- Opening Delimiter -

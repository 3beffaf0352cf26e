//! Projectiles plugin: scripted flight, swept collision checks and collision responses.
//!
//! # Data flow (one fixed tick)
//! ```text
//!   FixedUpdate
//!┌────────────────────────────────────────────────────────────────────────────┐
//!│  (A) launch_projectiles                                                    │
//!│      - reads: LaunchProjectile messages                                    │
//!│      - spawns: Projectile + trigger sensor (+ rigid volume, hit detection) │
//!│      - On<Add, Projectile> enqueues the new entity in the registry         │
//!│                                                                            │
//!│  (B) apply_pending_projectiles                                             │
//!│      - folds queued adds, then queued removals, into the active set        │
//!│                                                                            │
//!│  (C) resolve_buffered_collisions                                           │
//!│      - drains CollisionBuffer (last tick's first collision per projectile) │
//!│      - ricochet > pierce > reflect > bounce                                │
//!│      - pierce freezes and enqueues removal                                 │
//!│                                                                            │
//!│  (D) integrate_projectiles                                                 │
//!│      - slow gravity projectiles become dynamic bodies, enqueue removal     │
//!│      - gravity, ray sweeps, clamped translation, look-at rotation          │
//!│      - writes: Collision (swept hits), CentralForce (dynamic bodies)       │
//!└────────────────────────────────────────────────────────────────────────────┘
//!                │
//!                v
//!   FixedPostUpdate (after the physics step)
//!┌────────────────────────────────────────────────────────────────────────────┐
//!│  (E) buffer_projectile_collisions                                          │
//!│      - reads: Collision messages (native contacts and swept hits)          │
//!│      - keeps the first one per projectile against a stopping block         │
//!└────────────────────────────────────────────────────────────────────────────┘
//!
//! Feedback loop:
//!   integrate writes Collision -> buffer keeps it -> resolve consumes it next tick
//! ```

pub mod buffer;
pub mod components;
pub mod launch;
pub mod messages;
pub mod motion;
pub mod registry;
pub mod response;

use bevy::prelude::*;

use crate::common::schedule::{NotifyPhase, TickPhase};
use crate::plugins::physics;

pub use buffer::CollisionBuffer;
pub use components::{Projectile, ProjectileFlags, RigidVolume, TriggerVolume};
pub use messages::LaunchProjectile;
pub use registry::ProjectileRegistry;

pub struct ProjectilesPlugin {
    /// Sweep through avian's `SpatialQuery`. Turn off to drive the integrator
    /// with another `RaySweep` (headless tests without a physics world).
    pub physics_sweeps: bool,
}

impl Default for ProjectilesPlugin {
    fn default() -> Self {
        Self { physics_sweeps: true }
    }
}

impl Plugin for ProjectilesPlugin {
    fn build(&self, app: &mut App) {
        physics::add_messages(app);
        app.init_resource::<ProjectileRegistry>()
            .init_resource::<CollisionBuffer>()
            .add_message::<LaunchProjectile>()
            .add_observer(registry::on_projectile_added)
            .add_observer(registry::on_projectile_removed);

        app.add_systems(
            FixedUpdate,
            (
                launch::launch_projectiles.in_set(TickPhase::Launch),
                registry::apply_pending_projectiles.in_set(TickPhase::ApplyPending),
                response::resolve_buffered_collisions.in_set(TickPhase::Resolve),
            ),
        )
        .add_systems(
            FixedPostUpdate,
            buffer::buffer_projectile_collisions.in_set(NotifyPhase::Buffer),
        );

        if self.physics_sweeps {
            app.add_systems(
                FixedUpdate,
                motion::integrate_projectiles.in_set(TickPhase::Integrate),
            );
        }
    }
}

- Closing Delimiter -

Search the listing above for the string "pierce". Copy every line that contains it.

//!│      - ricochet > pierce > reflect > bounce                                │
//!│      - pierce freezes and enqueues removal                                 │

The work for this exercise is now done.